TASK TO CARRY OUT – Go through the data and copy every line in which "DecryptionMode" appears.

AVAILABLE DATA –

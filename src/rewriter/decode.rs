//! Emission of decode sequences into function bodies.
//!
//! The IR operations mirror [`crate::encryption::transform`] exactly. Per-element
//! key material is folded to constants when the element index is known at build
//! time (scalars) and computed from the index otherwise:
//!
//! ```text
//! k_i = (i * KEY_STRIDE) ^ key        (mod 2^bits)
//! s_i = (i * SALT_STRIDE) + salt      (mod 2^bits)
//! ```
//!
//! Both only depend on `i mod 2^bits`, so the index is resized to the element
//! width before use.

use crate::{
    encryption::{DecryptionMode, EncryptedArtifact, IterationKey, KEY_STRIDE, SALT_STRIDE},
    ir::{BinaryOp, Function, FunctionId, Op, ScalarType, Value, VarId},
    utils::width_mask,
};

/// Where the element index of a read comes from.
#[derive(Debug, Clone, Copy)]
pub(crate) enum ElementIndex {
    /// Known at build time.
    Constant(u64),
    /// Held in a variable of the element's integer type.
    Var(VarId),
}

/// Appends instructions to a new instruction list, allocating variables from `function`.
pub(crate) struct DecodeEmitter<'f> {
    function: &'f mut Function,
    ops: Vec<Op>,
}

impl<'f> DecodeEmitter<'f> {
    pub(crate) fn new(function: &'f mut Function, capacity: usize) -> Self {
        Self {
            function,
            ops: Vec::with_capacity(capacity),
        }
    }

    pub(crate) fn finish(self) -> Vec<Op> {
        self.ops
    }

    pub(crate) fn push(&mut self, op: Op) {
        self.ops.push(op);
    }

    fn emit(&mut self, make: impl FnOnce(VarId) -> Op) -> VarId {
        let dest = self.function.fresh_var();
        self.ops.push(make(dest));
        dest
    }

    pub(crate) fn fresh(&mut self) -> VarId {
        self.function.fresh_var()
    }

    fn constant(&mut self, ty: ScalarType, bits: u64) -> VarId {
        self.emit(|dest| Op::Const {
            dest,
            value: Value::new(ty, bits),
        })
    }

    fn binary(&mut self, op: BinaryOp, left: VarId, right: VarId) -> VarId {
        self.emit(|dest| Op::Binary {
            dest,
            op,
            left,
            right,
        })
    }

    pub(crate) fn bitcast(&mut self, src: VarId, to: ScalarType) -> VarId {
        self.emit(|dest| Op::BitCast { dest, src, to })
    }

    pub(crate) fn resize(&mut self, src: VarId, to: ScalarType) -> VarId {
        self.emit(|dest| Op::Resize { dest, src, to })
    }

    pub(crate) fn arg(&mut self, index: usize) -> VarId {
        self.emit(|dest| Op::Arg { dest, index })
    }

    pub(crate) fn call(&mut self, function: FunctionId, args: Vec<VarId>) -> VarId {
        self.emit(|dest| Op::Call {
            dest: Some(dest),
            function,
            args,
        })
    }

    fn element_key(&mut self, key: &IterationKey, index: ElementIndex, ty: ScalarType) -> VarId {
        let bits = ty.bits();
        match index {
            ElementIndex::Constant(i) => self.constant(ty, key.element_key(i, bits)),
            ElementIndex::Var(i) => {
                let stride = self.constant(ty, KEY_STRIDE);
                let spread = self.binary(BinaryOp::Mul, i, stride);
                let base = self.constant(ty, key.key & width_mask(bits));
                self.binary(BinaryOp::Xor, spread, base)
            }
        }
    }

    fn element_salt(&mut self, key: &IterationKey, index: ElementIndex, ty: ScalarType) -> VarId {
        let bits = ty.bits();
        match index {
            ElementIndex::Constant(i) => self.constant(ty, key.element_salt(i, bits)),
            ElementIndex::Var(i) => {
                let stride = self.constant(ty, SALT_STRIDE);
                let spread = self.binary(BinaryOp::Mul, i, stride);
                let base = self.constant(ty, key.salt & width_mask(bits));
                self.binary(BinaryOp::Add, spread, base)
            }
        }
    }

    /// Undoes the Lite layers, last iteration first.
    pub(crate) fn lite(
        &mut self,
        mut x: VarId,
        keys: &[IterationKey],
        index: ElementIndex,
        ty: ScalarType,
    ) -> VarId {
        for key in keys.iter().rev() {
            let k = self.element_key(key, index, ty);
            x = self.binary(BinaryOp::Xor, x, k);
        }
        x
    }

    /// Undoes the Deep layers, last iteration first.
    pub(crate) fn deep(
        &mut self,
        mut x: VarId,
        keys: &[IterationKey],
        index: ElementIndex,
        ty: ScalarType,
    ) -> VarId {
        let bits = ty.bits();
        for key in keys.iter().rev() {
            let inverse = self.constant(ty, key.inverse_multiplier(bits));
            x = self.binary(BinaryOp::Mul, x, inverse);
            let s = self.element_salt(key, index, ty);
            x = self.binary(BinaryOp::Sub, x, s);
            let r = self.constant(ty, u64::from(key.rotation(bits)));
            x = self.binary(BinaryOp::RotR, x, r);
            let k = self.element_key(key, index, ty);
            x = self.binary(BinaryOp::Xor, x, k);
        }
        x
    }
}

/// Name of the shared Deep decode routine of a global.
#[must_use]
pub fn routine_name(global: &str) -> String {
    format!("__obscura_decode.{global}")
}

/// Builds the shared Deep decode routine `(value: iN, index: i64) -> iN`.
pub(crate) fn build_routine(artifact: &EncryptedArtifact) -> Function {
    let ty = artifact.ty.element().as_int();
    let mut routine = Function::new(routine_name(&artifact.name))
        .with_params(vec![ty, ScalarType::I64]);
    routine.generated = true;

    let mut emitter = DecodeEmitter::new(&mut routine, 8 + artifact.deep.len() * 12);
    let value = emitter.arg(0);
    let raw_index = emitter.arg(1);
    let index = emitter.resize(raw_index, ty);
    let decoded = emitter.deep(value, &artifact.deep, ElementIndex::Var(index), ty);
    emitter.push(Op::Return {
        value: Some(decoded),
    });
    let body = emitter.finish();

    routine.set_body(body);
    routine
}

/// Emits the decode sequence for one read of a protected global.
///
/// `raw` holds the ciphertext element just loaded and `index` the element index
/// variable for aggregates. Returns the variable holding the plaintext.
pub(crate) fn expand_read(
    emitter: &mut DecodeEmitter<'_>,
    artifact: &EncryptedArtifact,
    raw: VarId,
    index: Option<VarId>,
    routine: Option<FunctionId>,
) -> VarId {
    let element = artifact.ty.element();
    let ty = element.as_int();

    let mut x = if element.is_float() {
        emitter.bitcast(raw, ty)
    } else {
        raw
    };

    let shared = match artifact.mode {
        DecryptionMode::CallDeep => routine,
        DecryptionMode::InlineLite | DecryptionMode::InlineDeep => None,
    };
    let inline_deep = shared.is_none() && !artifact.deep.is_empty();

    let element_index = match index {
        Some(index) if inline_deep || !artifact.lite.is_empty() => {
            ElementIndex::Var(emitter.resize(index, ty))
        }
        _ => ElementIndex::Constant(0),
    };

    x = emitter.lite(x, &artifact.lite, element_index, ty);

    if inline_deep {
        x = emitter.deep(x, &artifact.deep, element_index, ty);
    } else if let Some(routine) = shared {
        let wide_index = match index {
            Some(index) => emitter.resize(index, ScalarType::I64),
            None => emitter.constant(ScalarType::I64, 0),
        };
        x = emitter.call(routine, vec![x, wide_index]);
    }

    if element.is_float() {
        emitter.bitcast(x, element)
    } else {
        x
    }
}
//! Filter pass.
//!
//! Builds descriptors for every eligible global, promoted ones included, and
//! records the [`FilterEngine`] decision for each. Excluded declarations are
//! reported as [`EventKind::DeclarationExcluded`]; reserved configuration
//! plumbing is skipped silently.

use crate::{
    compiler::{pass::ModulePass, CompilerContext, EventKind, IncludedDeclaration},
    descriptor::DescriptorTable,
    filter::{ExclusionReason, FilterDecision, FilterEngine},
    ir::Module,
    Result,
};

/// Selects the globals to protect.
#[derive(Debug, Default)]
pub struct FilterPass;

impl FilterPass {
    /// Creates the pass.
    #[must_use]
    pub fn new() -> Self {
        Self
    }
}

impl ModulePass for FilterPass {
    fn name(&self) -> &'static str {
        "filter"
    }

    fn should_run(&self, ctx: &CompilerContext) -> bool {
        !ctx.policy.levels.is_empty()
    }

    fn run(&self, module: &mut Module, ctx: &mut CompilerContext) -> Result<bool> {
        let table = DescriptorTable::globals(module);
        let mut included = Vec::new();

        for (_, descriptor) in table.iter() {
            match FilterEngine::evaluate(descriptor, &ctx.policy) {
                FilterDecision::Excluded(ExclusionReason::Reserved) => {}
                FilterDecision::Excluded(reason) => {
                    ctx.events
                        .record(EventKind::DeclarationExcluded)
                        .declaration(descriptor.name.clone())
                        .message(reason.to_string());
                }
                FilterDecision::Included(levels) if levels.is_empty() => {
                    log::debug!(
                        "{}: `{}` admits no level under this policy",
                        ctx.unit_id,
                        descriptor.name
                    );
                }
                FilterDecision::Included(levels) => included.push(IncludedDeclaration {
                    descriptor: descriptor.clone(),
                    levels,
                }),
            }
        }

        ctx.included = included;
        Ok(false)
    }

    fn description(&self) -> &'static str {
        "Matches globals against the protection policy"
    }
}

#[cfg(test)]
mod tests {
    use std::sync::Arc;

    use super::*;
    use crate::{
        config::{EffectivePolicy, FilterFacets, Levels},
        ir::{GlobalVar, Linkage, ScalarType, Value},
    };

    #[test]
    fn test_selection() -> Result<()> {
        let mut module = Module::new("unit.c");
        module.add_policy_marker();
        module.add_global(GlobalVar::scalar("secret_key", Value::i32(1)));
        module.add_global(GlobalVar::scalar("api_token", Value::i32(2)));
        module.add_global(
            GlobalVar::scalar("secret_pin", Value::i32(3)).with_annotation("no_encrypt"),
        );
        module.add_global(
            GlobalVar::scalar("secret_import", Value::i32(4)).with_linkage(Linkage::External),
        );
        module.add_global(GlobalVar::array(
            "secret_table",
            ScalarType::I8,
            &[Value::i8(1), Value::i8(2)],
        ));

        let policy = EffectivePolicy::implicit()
            .with_whitelist(FilterFacets::default().with_names(["secret"]))
            .with_arrays_lite_only(true);
        let mut ctx = CompilerContext::new("unit.c", 0, Arc::new(policy));
        FilterPass::new().run(&mut module, &mut ctx)?;

        let names: Vec<_> = ctx
            .included
            .iter()
            .map(|d| (d.descriptor.name.as_str(), d.levels))
            .collect();
        assert_eq!(
            names,
            [
                ("secret_key", Levels::LITE | Levels::DEEP),
                ("secret_table", Levels::LITE)
            ]
        );
        assert_eq!(ctx.events.count_kind(EventKind::DeclarationExcluded), 2);
        Ok(())
    }

    #[test]
    fn test_skipped_without_levels() {
        let ctx = CompilerContext::new("unit.c", 0, Arc::new(EffectivePolicy::disabled()));
        assert!(!FilterPass::new().should_run(&ctx));
    }
}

RESULT –
    encryption::{DecryptionMode, EncryptedArtifact, IterationKey, KEY_STRIDE, SALT_STRIDE},
        DecryptionMode::CallDeep => routine,
        DecryptionMode::InlineLite | DecryptionMode::InlineDeep => None,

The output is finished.